RBI cuts FY27 GDP view to 6.6%, keeps repo 5.25% in 2026
What the RBI changed in the June 5 policy
The Reserve Bank of India (RBI) lowered its GDP growth projection for FY27 to 6.6%, from 6.9% earlier, following its June 5 bi-monthly policy review. RBI Governor Sanjay Malhotra said the revision reflects rising external and supply-side risks. At the same time, the Monetary Policy Committee (MPC) unanimously voted to keep the repo rate unchanged at 5.25%. The central bank also maintained a neutral policy stance. In its commentary, the RBI flagged a more uncertain global backdrop, led by the ongoing West Asia conflict and its spillovers into energy markets.
Growth outlook: RBI’s quarter-wise FY27 projections
Along with the full-year forecast, the RBI provided a quarterly growth path for FY27. It expects GDP growth of 6.6% in Q1, 6.3% in Q2, 6.5% in Q3, and 6.8% in Q4. The trajectory implies a softer middle of the year, followed by a pick-up towards the end of the fiscal. The RBI’s messaging suggests growth is still expected to remain relatively steady, but the balance of risks has tilted to the downside.

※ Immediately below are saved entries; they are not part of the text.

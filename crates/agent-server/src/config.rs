//! Server Configuration
//!
//! Read from the environment (after `.env` is loaded by `dotenvy`).

use std::path::PathBuf;
use std::time::Duration;

use agent_core::{AgentError, Result};

const DEFAULT_ORIGINS: &[&str] = &[
    "http://localhost",
    "http://localhost:3000",
    "http://localhost:5173",
];

#[derive(Clone)]
pub struct ServerConfig {
    pub bind_addr: String,

    /// Shared secret for `X-API-Key`; chat requests fail with 500 while unset
    pub api_key: Option<String>,

    pub allowed_origins: Vec<String>,

    pub knowledge_path: PathBuf,

    pub model_timeout: Duration,

    pub tool_timeout: Duration,
}

impl std::fmt::Debug for ServerConfig {
    fn fmt(&self, f: &mut std::fmt::Formatter<'_>) -> std::fmt::Result {
        f.debug_struct("ServerConfig")
            .field("bind_addr", &self.bind_addr)
            .field("api_key", &self.api_key.as_ref().map(|_| "<set>"))
            .field("allowed_origins", &self.allowed_origins)
            .field("knowledge_path", &self.knowledge_path)
            .field("model_timeout", &self.model_timeout)
            .field("tool_timeout", &self.tool_timeout)
            .finish()
    }
}

impl ServerConfig {
    pub fn from_env() -> Result<Self> {
        Self::from_lookup(|key| std::env::var(key).ok())
    }

    pub fn from_lookup(lookup: impl Fn(&str) -> Option<String>) -> Result<Self> {
        let allowed_origins = lookup("ALLOWED_ORIGINS").map_or_else(
            || DEFAULT_ORIGINS.iter().map(|o| (*o).to_string()).collect(),
            |raw| {
                raw.split(',')
                    .map(str::trim)
                    .filter(|o| !o.is_empty())
                    .map(String::from)
                    .collect()
            },
        );

        Ok(Self {
            bind_addr: lookup("BIND_ADDR").unwrap_or_else(|| "0.0.0.0:8000".into()),
            api_key: lookup("BACKEND_API_KEY").filter(|k| !k.is_empty()),
            allowed_origins,
            knowledge_path: lookup("KNOWLEDGE_PATH")
                .map_or_else(|| PathBuf::from("docs/info_eventos.md"), PathBuf::from),
            model_timeout: seconds(&lookup, "MODEL_TIMEOUT_SECS", 60)?,
            tool_timeout: seconds(&lookup, "TOOL_TIMEOUT_SECS", 20)?,
        })
    }
}

fn seconds(lookup: &impl Fn(&str) -> Option<String>, key: &str, default: u64) -> Result<Duration> {
    match lookup(key) {
        None => Ok(Duration::from_secs(default)),
        Some(raw) => raw
            .trim()
            .parse::<u64>()
            .ok()
            .filter(|secs| *secs > 0)
            .map(Duration::from_secs)
            .ok_or_else(|| AgentError::Config(format!("{key} must be a positive number of seconds, got '{raw}'"))),
    }
}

Why the RBI cut its FY27 forecast
The central bank linked the downgrade to rising risks from the West Asia conflict, elevated energy prices, potential supply disruptions, and weather-related uncertainties. It also referenced disruptions to the Southwest monsoon as a factor weighing on the outlook. The RBI noted that geopolitical risks have re-emerged as a dominant drag on global growth in 2026, with spillovers to trade and financial markets. Even where domestic demand remains supportive, higher imported costs and logistical disruptions can tighten financial conditions and raise price pressures.

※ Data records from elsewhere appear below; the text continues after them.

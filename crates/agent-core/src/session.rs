//! Session Management
//!
//! Session memory adapter: load/save the ordered history of a session.
//! Persistent backends implement [`SessionStore`]; [`MemorySessionStore`] is
//! the in-process default.
//!
//! Stores are not expected to serialize turns of the same session. Two
//! interleaved turns on one id resolve as last write wins.

use async_trait::async_trait;
use chrono::{DateTime, Utc};
use serde::{Deserialize, Serialize};
use std::collections::HashMap;
use tokio::sync::RwLock;
use uuid::Uuid;

use crate::error::Result;
use crate::message::History;

/// Unique session identifier
#[derive(Clone, Debug, PartialEq, Eq, Hash, Serialize, Deserialize)]
#[serde(transparent)]
pub struct SessionId(String);

impl SessionId {
    pub fn new() -> Self {
        Self(Uuid::new_v4().to_string())
    }

    pub fn from_string(s: impl Into<String>) -> Self {
        Self(s.into())
    }

    pub fn as_str(&self) -> &str {
        &self.0
    }
}

impl Default for SessionId {
    fn default() -> Self {
        Self::new()
    }
}

impl std::fmt::Display for SessionId {
    fn fmt(&self, f: &mut std::fmt::Formatter<'_>) -> std::fmt::Result {
        write!(f, "{}", self.0)
    }
}

/// A stored session
#[derive(Clone, Debug, Serialize, Deserialize)]
pub struct Session {
    /// Unique identifier
    pub id: SessionId,

    /// Conversation history
    pub history: History,

    /// Creation timestamp
    pub created_at: DateTime<Utc>,

    /// Last write timestamp
    pub updated_at: DateTime<Utc>,
}

impl Session {
    /// Create an empty session
    pub fn new(id: SessionId) -> Self {
        let now = Utc::now();
        Self {
            id,
            history: History::new(),
            created_at: now,
            updated_at: now,
        }
    }

    /// Update the activity timestamp
    pub fn touch(&mut self) {
        self.updated_at = Utc::now();
    }
}

/// Session store trait for persistence
///
/// Failures must be reported as [`crate::AgentError::Persistence`].
#[async_trait]
pub trait SessionStore: Send + Sync {
    /// Load the history of a session; unknown ids yield an empty history
    async fn load(&self, id: &SessionId) -> Result<History>;

    /// Overwrite the stored history of a session
    async fn save(&self, id: &SessionId, history: &History) -> Result<()>;

    /// Allocate an id for a new session
    fn new_session_id(&self) -> SessionId {
        SessionId::new()
    }
}

/// In-memory session store (for development/testing)
#[derive(Default)]
pub struct MemorySessionStore {
    sessions: RwLock<HashMap<SessionId, Session>>,
}

impl MemorySessionStore {
    pub fn new() -> Self {
        Self::default()
    }

    /// Fetch a full session record
    pub async fn get(&self, id: &SessionId) -> Option<Session> {
        self.sessions.read().await.get(id).cloned()
    }

    /// Number of stored sessions
    pub async fn len(&self) -> usize {
        self.sessions.read().await.len()
    }

    pub async fn is_empty(&self) -> bool {
        self.sessions.read().await.is_empty()
    }
}

#[async_trait]
impl SessionStore for MemorySessionStore {
    async fn load(&self, id: &SessionId) -> Result<History> {
        let sessions = self.sessions.read().await;
        Ok(sessions
            .get(id)
            .map(|s| s.history.clone())
            .unwrap_or_default())
    }

    async fn save(&self, id: &SessionId, history: &History) -> Result<()> {
        let mut sessions = self.sessions.write().await;
        let session = sessions
            .entry(id.clone())
            .or_insert_with(|| Session::new(id.clone()));
        session.history = history.clone();
        session.touch();
        Ok(())
    }
}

Oil shock risk is back on the policy radar
Economists quoted in the coverage identified crude oil as a key macro risk for India. The reason is structural: India imports more than 85% of its crude oil requirement, leaving the economy exposed to sustained increases in global prices. Higher oil prices can feed into broader input costs, transport costs, and inflation expectations. They also pressure the current account and can complicate fiscal management if the government attempts to cushion consumers from global price spikes.
Repo rate unchanged, stance stays neutral
The RBI’s decision to hold the repo rate at 5.25% signals a wait-and-watch approach as growth risks rise but inflation uncertainties persist. The six-member MPC kept the stance neutral and said it would remain data-dependent, monitoring supply-side pressures and inflation expectations. In practical terms, this keeps policy flexible: the RBI is not committing to easing, but it is also not pre-committing to tightening. The policy trade-off is sharper when energy prices rise and supply-side shocks dominate.
RBI’s view on resilience: consumption, investment, exports
Governor Malhotra said the Indian economy had remained resilient so far despite the conflict. The RBI pointed to support from strong private consumption, fixed investment, manufacturing activity, and services exports. This framing matters because it explains why the RBI is not signaling immediate stress, even as it reduces the headline growth forecast. The policy message is that domestic momentum is intact, but external shocks could still slow the economy.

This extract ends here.